According to Reuters, German lawmakers reportedly made counteroffers to convince the company to remain. And a spokesperson for the German Economy Ministry told Reuters that attempts by other countries to poach German companies could lead to Berlin invoking a law allowing it to review takeover attempts by non-EU countries “if national or European security interests are at stake.”
The US has said such a measure won’t be necessary — a Trump administration official also pushed back against notions that the White House has attempted to poach the vaccine.
“This story is wildly overplayed,” the official told Reuters. “The US government has spoken with many companies that claim they can help with a vaccine. Most of these companies already received seed funding from US investors.”
The official added that “any solution found would be shared with the world.”
Trump has promised a vaccine will be available “soon” — but that’s unlikely
As Katelyn Burns has explained for Vox, Trump has pushed aggressively for a vaccine for weeks — and has promised to deliver one in a time frame that isn’t realistic:
On February 25, Trump promised that a vaccine would be available soon. “Now they have it, they have studied it, they know very much, in fact, we’re very close to a vaccine,” Trump said during a state visit to India. That simply isn’t possible even if development of a vaccine were prioritized and pushed through the regulatory process as fast as possible — as pharmaceutical executives explained to Trump himself.

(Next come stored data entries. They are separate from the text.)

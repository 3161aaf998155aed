//! System-wide constants and registry defaults.

/// Token endpoint used when no other is configured (Docker Hub).
pub const DEFAULT_AUTH_URL: &str = "https://auth.docker.io/token";

/// `service` query parameter sent to the token endpoint.
pub const DEFAULT_AUTH_SERVICE: &str = "registry.docker.io";

/// Registry API base URL used when no other is configured (Docker Hub).
pub const DEFAULT_REGISTRY_URL: &str = "https://registry.hub.docker.com";

/// Namespace assumed for references without a `/` (official images).
pub const DEFAULT_NAMESPACE: &str = "library";

/// Tag assumed for references without a `:`.
pub const DEFAULT_TAG: &str = "latest";

/// Operating system requested from multi-platform manifest lists.
pub const DEFAULT_OS: &str = "linux";

/// Prefix of the per-fetch layer staging directory.
pub const STAGING_PREFIX: &str = "dockling-blobs-";

/// Prefix of the temporary container root directory.
pub const ROOT_PREFIX: &str = "dockling-root-";

/// Exit status used when Dockling itself fails (as opposed to the child).
pub const FATAL_EXIT_CODE: i32 = 125;

/// Offset added to a signal number when a child is killed by a signal.
pub const SIGNAL_EXIT_BASE: i32 = 128;

/// `User-Agent` header sent to registries.
pub const USER_AGENT: &str = concat!("dockling/", env!("CARGO_PKG_VERSION"));

/// Application name used in diagnostics.
pub const APP_NAME: &str = "dockling";

/// Maximum number of layers accepted in a single manifest.
pub const MAX_IMAGE_LAYERS: usize = 128;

Dr. Fauci estimates that it would be at least a year or a year and a half before a vaccine would be available to the general public. Several potential vaccine solutions for coronavirus are in early development in China, but Daniel O’Day, CEO of Gilead Sciences, told Trump that those are only now entering clinical trials. It’s likely that a vaccine will eventually be developed and available to the general public, but it’s not going to save us from this current outbreak.
In general, even the timeline Fauci outlined is ambitious: Typically, vaccines take two to five years to develop; however, the World Health Organization (WHO) has said that, because of global urgency, it is reasonable to expect a vaccine in 18 months.
Although Trump has been told this by pharmaceutical executives, he has continued to promise both a vaccine and a treatment will be available soon.
“We had a great meeting today with a lot of the great companies, and they’re going to have vaccines, I think, relatively soon,” he said at a campaign rally in Charlotte, North Carolina, on March 2. “And they’re going to have something that makes you better, and that’s going to actually take place we think even sooner.”
CureVac reportedly has vaccine candidates that it believes could be ready for clinical trials in humans by June or July. But as Burns wrote, a vaccine won’t prevent the current spread — and researchers still have many hurdles to overcome before a vaccine will become available. As Vox’s Julia Belluz, Umair Irfan, and Brian Resnick have written:
The world is in better shape to come up with a medical solution — a coronavirus drug or vaccine — than it’s ever been. Within a couple of weeks of discovering the outbreak, Chinese scientists sequenced the virus’s genome and shared it with the world. Pharmaceutical companies and research centers then began mobilizing and developing new ways to prevent and treat Covid-19. The viral genetics now hold the key to creating what could end this outbreak for good: vaccines and pharmaceutical treatments.
The bad news is that these efforts will likely face the perennial hurdles of medical innovation: long timelines (particularly for vaccines, since they’re used in healthy people), fickle funding, and changing political priorities. On Friday, international researchers put out an “urgent call” to raise $2 billion for vaccine development against Covid-19. It’s all a reminder we need a better way to keep up consistent pressure against sporadic but deadly threats.